Ясно, насколько простым является акт восприятия при этом поэтическом видении картины: снежное пятно на горном склоне и ассоциация с неписаной книгой судьбы. У всякого могло бы возникнуть то же самое впечатление, появиться то же самое сравнение, так что преимущество поэта заключается в строгой художественной рамке видения и в эквивалентной для этого видения форме, с ритмом, рифмой и другими элементами слова. Не есть ли это в уменьшенном масштабе вообще соотношение между действительностью для всех и поэзией для избранника? Лирик Фридрих Геббель в июне 1838 г. записывает в своём дневнике следующее «Пережитое стихотворение»: «Тихая ночь. Один в своей комнате. Духота. Открываю окно. Быстрый, сильный дождь как поток освежительной жизни, который идёт прямо с неба. Сладкая прохлада. Освежённые в саду цветы шлют небесам свой аромат» [17]. И здесь очень простые чувственные восприятия вместе с навеянным литературой абстрактным образом жизни, символом которой является дождь. Но представления не приводят к продуктивному настроению, и стихотворение остаётся только гипотетической возможностью. Из подобных переживаний, где скрещиваются восприятия, воспоминания, эмоции и более общие идеи, как бы приводящие в движение воображение, возникают многие поэтические произведения [18]. Но представляют ли они капитал для немногих, или же входят в созерцательный, сердечный и умственный опыт многих? Несомненно, верно второе, и это ясно свидетельствует о том, что до уровня поэта поднимается та личность, у которой пережитое и мечтания проясняются, приобретая завершённую внутреннюю целостность, чтобы найти своё совершенное выражение. Тогда как у одних, у большинства, этого рода моменты мысли бесследно пропадают под наплывом новых впечатлений и чувств, у других, у призванных, они выступают при случае с необыкновенной интенсивностью, как показатель важного жизненного настроения. Так творчество одарённой личности означает, возможно, наибольшее возвышение общечеловеческих стремлений к художественному претворению истины вне и внутри нас, означает самое естественное и нормальное стремление к настроениям и видениям, действующим освободительно на наш дух. Так как эта личность становится «героем» и почитается как «сверхчеловек», — разумеется, в том смысле, который единственно соответствует нашему культу художника-благодетеля, не блуждая в тумане какого-либо философско-исторического мистицизма.

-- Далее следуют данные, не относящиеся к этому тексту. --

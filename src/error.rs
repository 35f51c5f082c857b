//! Error model for the scheduling engine.
//!
//! Every variant is a precondition failure: it is raised before any DP table
//! is allocated and leaves no partial output behind.

use thiserror::Error;

/// Errors surfaced by task construction, configuration and the solvers.
#[derive(Debug, Clone, PartialEq, Error)]
pub enum ScheduleError {
    /// The loader handed over no task collection at all.
    ///
    /// An empty collection is valid and is not reported here.
    #[error("task collection is missing")]
    InvalidInput,

    #[error("invalid capacity {hours}h: {reason}")]
    InvalidCapacity { hours: f64, reason: &'static str },

    /// The requested table would exceed the configured allocation limits.
    #[error("capacity of {units} half-hour units needs {cells} table cells, limit is {limit}")]
    CapacityTooLarge { units: u64, cells: u64, limit: u64 },

    #[error("invalid task '{name}': {reason}")]
    InvalidTask { name: String, reason: &'static str },

    #[error("invalid value for {key}: {value}")]
    Config { key: String, value: String },
}

pub type Result<T> = std::result::Result<T, ScheduleError>;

Сами поэты, поскольку они правильно и непредубеждённо улавливают своё отношение к времени и современникам, обладают именно этим сознанием своей мощи и своего влияния. Гёте, например, измеряет гения как по силе, с какой он воспринимает и учится у своей среды, не претендуя на исключительную самобытность («даже величайший гений не далеко бы ушёл, вздумай он быть обязанным всем только самому себе»), так и по воздействию, которое он оказывает на протяжении веков на всё более широкий круг людей, подобно Фидию или Рафаэлю, Моцарту или Лютеру — этим разнородным творцам в жизни [19]. Настоящий поэт, «одарённый небом, хранящий в груди своей непрестанно самоумножающееся сокровище», переживающий в себе «всю скорбь и все радости судеб человеческих», шествующий с «чувствительной, легко-возбудимой душой», «словно движущееся солнце… от ночи ко дню», и бодрствуя переживающий «сон жизни», в то время как другие грезят наяву, такой поэт, избавленный от заблуждений выводить, как многие любители, из своих желаний ошибочные заключения о своих силах и способный создавать самое лучшее в своём искусстве, по мнению Гёте, «одновременно учитель, провидец, друг богов и людей» [20]. Бальзак, для которого «писатель является голосом своего века» и «жрецом», в письме, написанном в 1844 г., уверяет, что его голос «может порой прогреметь на весь мир, из конца в конец», человечество слушает его поэмы и размышляет о них, «одно слово, один стих весят сейчас на политических весах» не меньше, чем некогда весила победа». И апофеоз писателя, обладающего таким влиянием, заканчивается так: «Писателю принадлежат все формы творчества; ему — стрелы иронии, ему — нежные, лёгкие слова, падающие мягко, как снег на вершины холмов; ему — театральные персонажи, ему — необъятные лабиринты сказок и вымыслов, ему — все цветы, ему — все шипы; он возлагает на себя все одежды, проникает в глубь всех сердец, испытывает все страсти, постигает все интересы. Душа писателя стремится к миру и отражает его» [21]. Гоголь, высказывая своё восторженное отношение к творчеству Жуковского и Пушкина, на основе которого «воздвигается теперь огромное здание чисто русской поэзии», добавляет как оценку и надежду: «Страшные граниты положены в фундамент, и те же самые зодчие выведут и стены, и купол на славу векам, да поклоняются потомки и да имут место, где возносить умиленные молитвы свои. Как прекрасен удел ваш, Великие Зодчие! Какой рай готовите вы истинным христианам!»[22].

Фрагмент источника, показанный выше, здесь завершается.